Renewing My Unitarian Universalism

 presented in a Zoom session of the Unitarian Church of Quincy, Illinois
January 23, 2022

First Reading

In his 1915 novel Of Human Bondage, William Somerset Maugham wrote: 

A Unitarian very earnestly disbelieves in almost everything that anybody else believes. And he has a very lively sustaining faith in he doesn't quite know what.

Second Reading

In 2012,  April Fools Day fell on a Sunday. So Rev. Erika Hewitt preached a sermon on UU jokes. She started out by telling a few:

Each religion has its own Holy Book: Judaism has the Torah, Islam has the Koran, Christianity has the Bible, and Unitarian Universalism has Roberts' Rules of Order.
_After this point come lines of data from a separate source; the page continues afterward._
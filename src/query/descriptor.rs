//! Declarative query descriptors.

use serde::{Deserialize, Serialize};

/// A named, immutable SQL query.
///
/// The text is sent to the engine verbatim. Numeric ordering of values stored
/// as text needs an explicit `CAST` in the text itself.
#[derive(Debug, Clone, PartialEq, Eq, Serialize, Deserialize)]
pub struct QueryDescriptor {
    label: String,

    #[serde(alias = "sql")]
    text: String,

    /// Keep only the first `head` rows of the engine's output.
    #[serde(default, skip_serializing_if = "Option::is_none")]
    head: Option<usize>,
}

impl QueryDescriptor {
    /// Creates a descriptor with the given label and SQL text.
    pub fn new(label: impl Into<String>, text: impl Into<String>) -> Self {
        Self {
            label: label.into(),
            text: text.into(),
            head: None,
        }
    }

    /// Returns a copy that keeps only the first `rows` rows of the result.
    ///
    /// Unlike `LIMIT`, the engine still produces the full result; the cap is
    /// applied afterwards in engine order.
    pub fn with_head(mut self, rows: usize) -> Self {
        self.head = Some(rows);
        self
    }

    pub fn label(&self) -> &str {
        &self.label
    }

    pub fn text(&self) -> &str {
        &self.text
    }

    pub fn head(&self) -> Option<usize> {
        self.head
    }
}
But eventually she raises the same issue Maugham had poked at almost a century before:

Our tolerance – or penchant – for ambiguous theology intersects with what I believe is the most egregious UU stereotype: that we are a faith with no core religious message.

When it comes to defining who we are as an Association and what we believe as individuals, our answers rarely satisfy.

Question: What happens when you cross a UU with a Jehovah's Witness?
Answer: They knock on your door, but they have no idea why!

We're even mocked on "The Simpsons." On one episode, the Simpson family attends a church ice cream social, where Lisa is impressed by the choice of ice cream available. "Wow," she raves, "look at all these flavors! Blessed Virgin Berry, Command-Mint, Bible Gum...."
 
"Or," Reverend Lovejoy says, "if you prefer, we also have Unitarian ice cream." He hands Lisa an empty bowl. "There's nothing here," says Lisa. "Exactly," says Lovejoy.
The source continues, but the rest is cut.